*** Input records ***

//! Precomputed analysis export produced upstream of this crate: archetype
//! tallies, records and matchups.

use std::collections::BTreeMap;

use serde::{Deserialize, Serialize};

/// A match as embedded in the precomputed per-archetype stats.
#[derive(Debug, Clone, PartialEq, Eq, Serialize, Deserialize)]
pub struct MatchInfo {
    pub round: u32,
    pub player1: String,
    pub player2: String,
    pub archetype1: String,
    pub archetype2: String,
    #[serde(default)]
    pub p1_wins: u32,
    #[serde(default)]
    pub p2_wins: u32,
}

/// Precomputed record for one archetype.
#[derive(Debug, Clone, Default, PartialEq, Serialize, Deserialize)]
pub struct ArchetypeStats {
    #[serde(default)]
    pub wins: u32,
    #[serde(default)]
    pub losses: u32,
    #[serde(default)]
    pub draws: u32,
    #[serde(default)]
    pub games_won: u32,
    #[serde(default)]
    pub games_lost: u32,
    #[serde(default)]
    pub win_rate: f64,
    #[serde(default)]
    pub game_win_rate: f64,
    #[serde(default)]
    pub total_matches: u32,
    #[serde(default, skip_serializing_if = "Vec::is_empty")]
    pub matches: Vec<MatchInfo>,
}

/// Precomputed head-to-head row for an unordered archetype pair.
#[derive(Debug, Clone, Default, PartialEq, Serialize, Deserialize)]
pub struct MatchupStats {
    pub archetype1: String,
    pub archetype2: String,
    #[serde(default)]
    pub arch1_wins: u32,
    #[serde(default)]
    pub arch2_wins: u32,
    #[serde(default)]
    pub arch1_games: u32,
    #[serde(default)]
    pub arch2_games: u32,
    #[serde(default)]
    pub arch1_win_rate: f64,
    #[serde(default)]
    pub arch2_win_rate: f64,
    #[serde(default)]
    pub arch1_game_win_rate: f64,
    #[serde(default)]
    pub arch2_game_win_rate: f64,
    #[serde(default)]
    pub total_matches: u32,
}

/// The full analysis document.
#[derive(Debug, Clone, Default, PartialEq, Serialize, Deserialize)]
pub struct AnalysisData {
    /// Player tally per archetype (ground truth for the day-1 field)
    #[serde(default)]
    pub archetype_counts: BTreeMap<String, u32>,

    /// Record per archetype
    #[serde(default)]
    pub archetype_stats: BTreeMap<String, ArchetypeStats>,

    /// Matchup rows keyed arbitrarily by the producer
    #[serde(default)]
    pub matchup_stats: BTreeMap<String, MatchupStats>,

    #[serde(default)]
    pub total_players: u32,

    #[serde(default)]
    pub total_matches: u32,
}

impl AnalysisData {
    /// Sum of all archetype counts (registered decks).
    pub fn total_decks(&self) -> u32 {
        self.archetype_counts.values().sum()
    }

    /// Player count for an archetype, 0 when unknown.
    pub fn players_for(&self, archetype: &str) -> u32 {
        self.archetype_counts.get(archetype).copied().unwrap_or(0)
    }
}

#[cfg(test)]
mod tests {
    use super::*;

    const SAMPLE: &str = r#"{
        "archetype_counts": {"Red Deck": 3, "Blue Deck": 2},
        "archetype_stats": {
            "Red Deck": {
                "wins": 4, "losses": 2, "games_won": 9, "games_lost": 5,
                "win_rate": 0.667, "game_win_rate": 0.643, "total_matches": 6,
                "matches": []
            }
        },
        "matchup_stats": {
            "Blue Deck vs Red Deck": {
                "archetype1": "Red Deck", "archetype2": "Blue Deck",
                "arch1_wins": 3, "arch2_wins": 1, "arch1_games": 6, "arch2_games": 3,
                "arch1_win_rate": 0.75, "arch2_win_rate": 0.25,
                "arch1_game_win_rate": 0.667, "arch2_game_win_rate": 0.333,
                "total_matches": 4
            }
        },
        "total_players": 5,
        "total_matches": 12
    }"#;

    #[test]
    fn test_analysis_deserialize() {
        let data: AnalysisData = serde_json::from_str(SAMPLE).unwrap();
        assert_eq!(data.total_decks(), 5);
        assert_eq!(data.players_for("Blue Deck"), 2);
        assert_eq!(data.players_for("Green Deck"), 0);

        let red = &data.archetype_stats["Red Deck"];
        assert_eq!(red.draws, 0); // absent in export
        assert_eq!(red.total_matches, 6);
        assert_eq!(data.matchup_stats.len(), 1);
    }

    #[test]
    fn test_analysis_deserialize_empty_document() {
        let data: AnalysisData = serde_json::from_str("{}").unwrap();
        assert_eq!(data, AnalysisData::default());
    }
}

*** End of Input records ***

- Work task -
I need each line from the listing where the word "export" occurs.

- Result -
//! Precomputed analysis export produced upstream of this crate: archetype
        assert_eq!(red.draws, 0); // absent in export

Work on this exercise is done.